A Hasid asked the Seer of Lublin, “To the words in the Mishnah:
Man should thank God for evil and praise him,
the Gemara adds:
with joy and a tranquil heart.
How can that be?”

    The tzaddik heard that the question sprang from a troubled heart. “You do not understand the Gemara,” he said, “but I don't even understand the Mishnah. For is there really any evil in the world?”

—A tale (early 1800s) of Rabbi J
ACOB
Y
ITZHAK
, The Seer of Lublin

 

 

A
UGUST
3
RD
, 1990

Rabbi Hersch was incredulous when he received a call from O'Hanrahan that he and Lucy had arrived the night before and were registered at the King David, the palatial luxury hotel of Jerusalem.

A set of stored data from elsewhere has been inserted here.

//! Billing command handlers.

use std::sync::Arc;

use cairn_types::CallerId;
use serde_json::Value;

use super::{amount_param, str_param, u64_param, Result};
use crate::persist::{self, CreditTarget};
use crate::rpc::RpcError;
use crate::DaemonState;

/// Current quota cycle and pool balance.
pub async fn quota_snapshot(state: &Arc<DaemonState>) -> Result {
    let snapshot = state.registry.resolver().quota().snapshot();
    Ok(serde_json::json!({
        "cycle_id": snapshot.cycle.cycle_id,
        "total": snapshot.cycle.total.to_string(),
        "used": snapshot.cycle.used.to_string(),
        "remaining": snapshot.remaining.to_string(),
        "pool_balance": snapshot.pool_balance.to_string(),
        "resets_at": snapshot.resets_at,
    }))
}

/// Pool balance plus the requested subject and caller balances.
pub async fn get_balances(state: &Arc<DaemonState>, params: &Value) -> Result {
    let resolver = state.registry.resolver();
    let mut result = serde_json::json!({
        "pool": resolver.quota().pool_balance().to_string(),
    });

    if params.get("subject_id").is_some_and(|v| !v.is_null()) {
        let subject_id = u64_param(params, "subject_id")?;
        result["subject"] = serde_json::json!({
            "subject_id": subject_id,
            "balance": resolver.accounts().subject_balance(subject_id).to_string(),
        });
    }
    if let Some(raw) = params.get("caller").and_then(Value::as_str) {
        let caller = CallerId::new(raw).map_err(|e| RpcError::invalid_params(&format!("caller: {e}")))?;
        result["caller"] = serde_json::json!({
            "caller": caller.as_str(),
            "balance": resolver.accounts().caller_balance(&caller).to_string(),
        });
    }
    Ok(result)
}

/// Credit an account. Called by the fee-routing collaborator.
///
/// `kind` is `"pool"`, `"subject"` or `"caller"`; `key` names the account
/// for the latter two.
pub async fn credit_account(state: &Arc<DaemonState>, params: &Value) -> Result {
    let amount = amount_param(params, "amount")?;
    if amount == 0 {
        return Err(RpcError::invalid_params("amount must be positive"));
    }
    let target = match str_param(params, "kind")? {
        "pool" => CreditTarget::Pool,
        "subject" => CreditTarget::Subject(
            str_param(params, "key")?
                .parse()
                .map_err(|_| RpcError::invalid_params("key must be a subject id"))?,
        ),
        "caller" => CreditTarget::Caller(
            CallerId::new(str_param(params, "key")?)
                .map_err(|e| RpcError::invalid_params(&format!("key: {e}")))?,
        ),
        other => return Err(RpcError::invalid_params(&format!("unknown account kind {other:?}"))),
    };

    // The row commits first so a failed write never leaves spendable funds.
    let db = state.db.lock().await;
    let now = state.now();
    persist::record_credit(&db, &target, amount, now)?;

    let resolver = state.registry.resolver();
    let applied = match &target {
        CreditTarget::Pool => resolver.quota().credit_pool(amount),
        CreditTarget::Subject(id) => resolver.accounts().credit_subject(*id, amount),
        CreditTarget::Caller(caller) => resolver.accounts().credit_caller(caller, amount),
    };
    let balance = match applied {
        Ok(balance) => balance,
        Err(e) => {
            if let Err(revert) = persist::revert_credit(&db, &target, amount, now) {
                tracing::error!(?target, %amount, "credit revert failed: {revert}");
            }
            return Err(RpcError::invalid_params(&e.to_string()));
        }
    };
    tracing::info!(?target, %amount, %balance, "account credited");

    Ok(serde_json::json!({"balance": balance.to_string()}))
}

How did they get in from Haifa? They had booked a limousine. And if the phone call was to be believed, the rabbi had just been invited for a deluxe breakfast buffet. With champagne.

Rabbi Hersch made his way through the splendor of the lobby with its jewelry and fashion shops and gave a polite hello to the woman admitting diners into the grand dining room. Beyond the door he could see Jerusalem's businessmen and richer tourist elite helping themselves to sculpted fruit, trays of lox and seasoned fish, cheeses, bagels, pickles, and olives, the bounty of a kosher marketplace arrayed as if for King David himself.

“Shalom,”
the woman said brightly, checking her list, “Mordechai Hersch … Yes, your friends are expecting you.”

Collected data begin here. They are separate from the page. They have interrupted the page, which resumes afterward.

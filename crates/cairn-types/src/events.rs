//! Pin lifecycle events pushed to subscribers.

use serde::{Deserialize, Serialize};

use crate::{Cid, PinId, SubjectId};

/// Envelope for all pin events.
#[derive(Clone, Debug, Serialize, Deserialize, ts_rs::TS)]
#[ts(export)]
pub struct PinEvent {
    pub kind: PinEventKind,
    /// Absent for pool-level events.
    pub cid: Option<Cid>,
    pub pin_id: Option<PinId>,
    pub subject_id: Option<SubjectId>,
    pub timestamp: u64,
    pub payload: serde_json::Value,
}

/// All event kinds.
#[derive(Clone, Copy, Debug, PartialEq, Eq, Hash, Serialize, Deserialize, ts_rs::TS)]
#[ts(export)]
#[serde(rename_all = "snake_case")]
pub enum PinEventKind {
    // Billing events
    PinRequested,
    PinRetried,
    QuotaRolledOver,

    // Replication events
    PinActivated,
    ReplicaCountChanged,
    PinConverged,
    PinFailed,
}

impl PinEventKind {
    /// Coarse category used for subscription filters.
    pub fn category(&self) -> &'static str {
        match self {
            PinEventKind::PinRequested | PinEventKind::PinRetried | PinEventKind::QuotaRolledOver => {
                "billing"
            }
            PinEventKind::PinActivated
            | PinEventKind::ReplicaCountChanged
            | PinEventKind::PinConverged
            | PinEventKind::PinFailed => "replication",
        }
    }
}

“Hmmm. What's it cost, my dear?”

“Your friends have paid so go right in.
Gut shabbes,
Rabbi.”

The rabbi returned her wish for a happy Sabbath and entered the high-ceilinged hall, decorated like a lesser Hasmonean Throne Room, and soon spying Lucy and O'Hanrahan laughing at a corner table, plates of food before them. A silver platter of caviar, the expensive stuff. Champagne cooling in a stand beside the table. Lucy in sunglasses looking tanned and leaner. O'Hanrahan, also tan and decked out in a new navy sportscoat as well, an open shirt in the Israeli style with a scarf instead of a tie tucked in the collar, looking like some Miami Beach homes-of-the-rich tour boat captain. A waiter was standing nearby with a choice of cigars.

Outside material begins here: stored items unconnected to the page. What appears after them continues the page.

//! Auto-pin ingestion of content-saved notifications.
//!
//! The ingestor forwards each notification to the registry at most once per
//! `(subject, cid)` while the pair is remembered. Pairs are forgotten after
//! `dedup_ttl_secs`, or oldest-first once `dedup_capacity` pairs are held;
//! the registry's own `AlreadyPending` check still guards forgotten pairs.

use std::collections::{HashMap, VecDeque};
use std::sync::atomic::{AtomicBool, Ordering};
use std::sync::Arc;

use cairn_types::{Balance, CallerId, Cid, Clock, SubjectId};
use parking_lot::Mutex;
use serde::{Deserialize, Serialize};
use tracing::{debug, info};

use crate::registry::{PinSpec, PinSubmitter, Submitted};
use crate::{PinError, Result};

/// A content-saved notification from the upload path.
#[derive(Debug, Clone, PartialEq, Eq, Serialize, Deserialize)]
pub struct ContentSaved {
    pub subject_id: SubjectId,
    pub caller: CallerId,
    pub cid: Cid,
    pub size_bytes: u64,
    pub target_replicas: u32,
    pub price: Balance,
}

impl From<ContentSaved> for PinSpec {
    fn from(event: ContentSaved) -> Self {
        PinSpec {
            subject_id: event.subject_id,
            caller: event.caller,
            cid: event.cid,
            size_bytes: event.size_bytes,
            target_replicas: event.target_replicas,
            price: event.price,
        }
    }
}

#[derive(Debug, Clone, Copy, PartialEq, Eq)]
pub struct IngestConfig {
    pub enabled: bool,
    pub dedup_ttl_secs: u64,
    pub dedup_capacity: usize,
}

impl Default for IngestConfig {
    fn default() -> Self {
        Self {
            enabled: true,
            dedup_ttl_secs: 86_400,
            dedup_capacity: 65_536,
        }
    }
}

/// What happened to a notification.
#[derive(Debug)]
pub enum IngestOutcome {
    /// Forwarded to the registry, with its answer.
    Forwarded(Result<Submitted>),
    /// Already forwarded for this `(subject, cid)`.
    Duplicate,
    /// Auto-pinning is off.
    Disabled,
}

impl IngestOutcome {
    pub fn as_str(&self) -> &'static str {
        match self {
            IngestOutcome::Forwarded(Ok(_)) => "submitted",
            IngestOutcome::Forwarded(Err(_)) => "rejected",
            IngestOutcome::Duplicate => "duplicate",
            IngestOutcome::Disabled => "disabled",
        }
    }
}

type DedupKey = (SubjectId, Cid);

/// Remembered pairs with insertion order for eviction.
#[derive(Default)]
struct DedupSet {
    seen: HashMap<DedupKey, u64>,
    order: VecDeque<(DedupKey, u64)>,
}

impl DedupSet {
    /// Record `key` at `now` unless it is already live. Returns whether it
    /// was newly recorded.
    fn insert(&mut self, key: DedupKey, now: u64, ttl: u64, capacity: usize) -> bool {
        self.expire(now, ttl);
        if self.seen.contains_key(&key) {
            return false;
        }
        while self.seen.len() >= capacity.max(1) {
            let Some((old, at)) = self.order.pop_front() else {
                break;
            };
            if self.seen.get(&old) == Some(&at) {
                self.seen.remove(&old);
            }
        }
        self.seen.insert(key.clone(), now);
        self.order.push_back((key, now));
        true
    }

    fn expire(&mut self, now: u64, ttl: u64) {
        while let Some((key, at)) = self.order.front() {
            if now.saturating_sub(*at) < ttl {
                break;
            }
            if self.seen.get(key) == Some(at) {
                self.seen.remove(key);
            }
            self.order.pop_front();
        }
    }

    fn forget(&mut self, key: &DedupKey) {
        self.seen.remove(key);
    }

    fn len(&self) -> usize {
        self.seen.len()
    }
}

/// Deduplicating front door to a [`PinSubmitter`].
pub struct AutoPinIngestor {
    enabled: AtomicBool,
    ttl_secs: u64,
    capacity: usize,
    dedup: Mutex<DedupSet>,
    clock: Arc<dyn Clock>,
}

impl AutoPinIngestor {
    pub fn new(config: IngestConfig, clock: Arc<dyn Clock>) -> Self {
        Self {
            enabled: AtomicBool::new(config.enabled),
            ttl_secs: config.dedup_ttl_secs,
            capacity: config.dedup_capacity,
            dedup: Mutex::new(DedupSet::default()),
            clock,
        }
    }

    pub fn set_enabled(&self, enabled: bool) {
        let was = self.enabled.swap(enabled, Ordering::SeqCst);
        if was != enabled {
            info!(enabled, "auto-pin toggled");
        }
    }

    pub fn is_enabled(&self) -> bool {
        self.enabled.load(Ordering::SeqCst)
    }

    /// Number of remembered `(subject, cid)` pairs.
    pub fn remembered(&self) -> usize {
        self.dedup.lock().len()
    }

    /// Handle one content-saved notification, forwarding it to `submitter`.
    ///
    /// Forwarding is best effort: a rejection is returned in the outcome and
    /// the pair stays remembered.
    pub fn on_content_saved<S>(&self, event: ContentSaved, submitter: &S) -> IngestOutcome
    where
        S: PinSubmitter + ?Sized,
    {
        if !self.is_enabled() {
            debug!(cid = %event.cid, subject_id = event.subject_id, "auto-pin disabled, dropping");
            return IngestOutcome::Disabled;
        }

        let now = self.clock.now_secs();
        let key = (event.subject_id, event.cid.clone());
        let fresh = self
            .dedup
            .lock()
            .insert(key.clone(), now, self.ttl_secs, self.capacity);
        if !fresh {
            debug!(cid = %event.cid, subject_id = event.subject_id, "duplicate content-saved");
            return IngestOutcome::Duplicate;
        }

        let cid = event.cid.clone();
        let subject_id = event.subject_id;
        let result = submitter.submit(event.into());
        match &result {
            Ok(s) => info!(pin_id = s.record.pin_id, %cid, subject_id, "auto-pin submitted"),
            Err(PinError::CommitFailed(_)) => {
                // Nothing was recorded, so a redelivery must be forwarded again.
                self.dedup.lock().forget(&key);
                info!(%cid, subject_id, "auto-pin not committed");
            }
            Err(e) => info!(%cid, subject_id, error = %e, "auto-pin rejected"),
        }
        IngestOutcome::Forwarded(result)
    }
}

“So,” said the rabbi, presenting himself, “who died and left you the mines of Solomon,” reminded of his own hard-earned 200 pounds sterling sacrificed in Oxford.

“Morey!” said O'Hanrahan, springing to his feet. “Sit down, sit down. Some champagne, go get yourself some food!”

“It's 11:30,” said the rabbi. “I had breakfast like the rest of the world at eight.”

“Well, have lunch then.”

One waiter pulled out a chair for the rabbi as O'Hanrahan reclaimed his seat and refocused on the cigar selection. The tobacconist recommended Cuba's finest Davidoff, the Dom Perignon.

Rabbi Hersch asked, “What's going on here, Mr. Rockefeller?”

“We're rich, that's what. You remember me telling you the department sent me a credit card in Ireland that Lucy was kind enough to bring to Italy.” Lucy, serene behind sunglasses, toasted the rabbi with her champagne glass. “Well, as anyone should have been able to guess, the card was not from Chicago, not from my former department, which counts paper clips and rubber bands. It was from a mysterious benefactor.”

O'Hanrahan traced this credit card, through many ruses of conversation with a toll-free operator, faking having lost his VISA then having found it again. The card originated from Merriwether Industries in Detroit, Michigan. The 312 number on the telegram to whom Lucy had been faxing reports was connected to the Medina Corporation, Chicago, Illinois. A trip of the library at Athens University turned up a Charles Merriwether who was the CEO of both operations—oil, shipping, chemical refining, and weapons. After racking up a large phone bill, after attempting to speak to anyone of importance at Merriwether Industries about why he should be issued a credit card, and after a few hostile middlemen declared him a crank and hung up on him, O'Hanrahan decided it was wiser to leave well enough alone and accept this generous funding.

“We are trying to spend our sponsor into bankruptcy,” concluded O'Hanrahan, “hoping he will reveal himself and his motives.”

“I see,” said the rabbi, looking down at folded hands.

“So far,” reported O'Hanrahan, “we can't seem to hit the card's limit. We spent a fortune in Rhodes. My new duds for starters.”

Lucy began giggling. “Your clothes were ruined, after all.” She turned to Rabbi Hersch: “Dr. O'Hanrahan fell into the bay and we missed getting back to our ferry and had to call ahead and get them to hold our luggage in Cyprus.”

“… and that's where I got this new coat, in Cyprus,” O'Hanrahan said. “At the chichiest hotel.”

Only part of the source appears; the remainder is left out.